Grace is now 1 year old. She’s in therapy through Alta Regional, Sacramento County Office of Education, and Easter Seals. She receives physical therapy every other week, Infant Education once a week, and will start receiving Warm Water Therapy once a week. She is developmentally delayed to a 7 month age, but is such a fighter, and won’t give in. She is only inchworm crawling. She doesn’t crawl on hands and knees, she can’t stand on her own, doesn’t step forward when we stand her up, and just recently learned how to sit up straight without tripoding. She has maintained a weight of 17 pounds for three months, and her pediatrician has begun to worry, so she is on whole milk daily, Carnation instant breakfast as much as she will drink, and butter with every meal. She is mainly on formula, with baby food as much as she will eat, and some adult food.
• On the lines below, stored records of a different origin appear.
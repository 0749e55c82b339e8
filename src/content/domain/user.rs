//! Upstream identity records supplied by the platform account service.

use serde::{Deserialize, Serialize};

/// Registered platform user.
///
/// Only display fields are populated by the content assemblers; the
/// remaining fields are carried for clients that receive full records from
/// the session layer.
#[derive(Debug, Clone, Default, PartialEq, Eq, Serialize, Deserialize)]
#[serde(default)]
pub struct User {
    /// Platform user identifier.
    #[serde(rename = "userId")]
    pub id: i64,
    /// Given name.
    #[serde(rename = "userFirstName")]
    pub first_name: String,
    /// Family name.
    #[serde(rename = "userLastName")]
    pub last_name: String,
    /// Login name.
    #[serde(rename = "userName", skip_serializing_if = "String::is_empty")]
    pub user_name: String,
    /// Name shown next to posts.
    #[serde(rename = "displayName")]
    pub display_name: String,
    /// Profile picture URL.
    #[serde(rename = "userProfilePic", skip_serializing_if = "String::is_empty")]
    pub profile_pic: String,
    /// Rotation of the profile picture in degrees.
    #[serde(rename = "imageRotation")]
    pub image_rotation: i32,
    /// URL slug of the public profile.
    #[serde(rename = "userSlug", skip_serializing_if = "String::is_empty")]
    pub slug: String,
    /// Email address.
    pub email: String,
    /// Customer the user belongs to.
    #[serde(rename = "userCustomerId")]
    pub customer_id: i64,
    /// Human-readable role name.
    #[serde(rename = "roleName", skip_serializing_if = "String::is_empty")]
    pub role_name: String,
    /// Role key.
    pub role: String,
    /// Role identifier.
    #[serde(rename = "roleId")]
    pub role_id: i64,
    /// Date the user was invited.
    #[serde(rename = "inviteDate")]
    pub invite_date: String,
    /// Whether the invitation was accepted.
    pub accepted: bool,
    /// Preferred language code.
    pub language: String,
    /// Configured alias identifier.
    #[serde(rename = "aliasId")]
    pub alias_id: i64,
    /// Configured alias name.
    #[serde(rename = "aliasName")]
    pub alias_name: String,
    /// Configured alias picture.
    #[serde(rename = "aliasPic")]
    pub alias_pic: String,
    /// Rotation of the alias picture in degrees.
    #[serde(rename = "aliasRotation")]
    pub alias_rotation: i64,
    /// Address the request originated from.
    #[serde(rename = "userIP")]
    pub user_ip: String,
}

/// Display profile of an unauthenticated commenter.
#[derive(Debug, Clone, Default, PartialEq, Eq, Serialize, Deserialize)]
#[serde(default)]
pub struct GuestProfile {
    /// Guest record identifier, omitted when unknown.
    #[serde(skip_serializing_if = "is_zero")]
    pub id: i64,
    /// Self-supplied display name.
    #[serde(rename = "displayName")]
    pub display_name: String,
    /// Picture URL.
    #[serde(rename = "profilePicture")]
    pub profile_pic: String,
    /// Rotation of the picture in degrees.
    #[serde(rename = "imageRotation")]
    pub image_rotation: i32,
}

const fn is_zero(value: &i64) -> bool {
    *value == 0
}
She hasn’t gotten the concept good enough about chewing and swallowing. She is still in the “play with food rather than feed myself the food” phase, so we are slowly incorporating adult food into her meals. She knows how to mimic really well, and can say “dada” and “mama” but not because she knows who we are, as well as “baba”, “out” and “nana”. She recently learned how to wave, and will put her hand to her mouth for “blow kisses”. She also just recently learned how to clap.
I don’t know what the future hold for Grace. I don’t know if she will ever walk, as we found out that she only has half her sacrum. We found that out the same time we found out about the tethered cord. Hm. All this news is overwhelming. I don’t know if she will ever crawl normally. I don’t know if she will ever talk, read, go to school, or even comprehend everything around her. I fear that she will struggle through her life each and every day. This is a new experience for me, as well as for my husband. We still cry about it at times, we still get angry about it too. I still blame God, but I know He’s here with us, helping us. I still blame myself. A lot. I guess that’s just what mothers do though…we have to blame someone, so why wouldn’t it be us, since we carried them. In a week, Grace will have another MRI, and if there is more fluid in her spine, she will have to have another surgery. After the first surgery, they found there was fluid still in the spine…oh I hope there won’t be another surgery. But this is our life. And whatever comes our way, we will be strong for Grace, and for each other.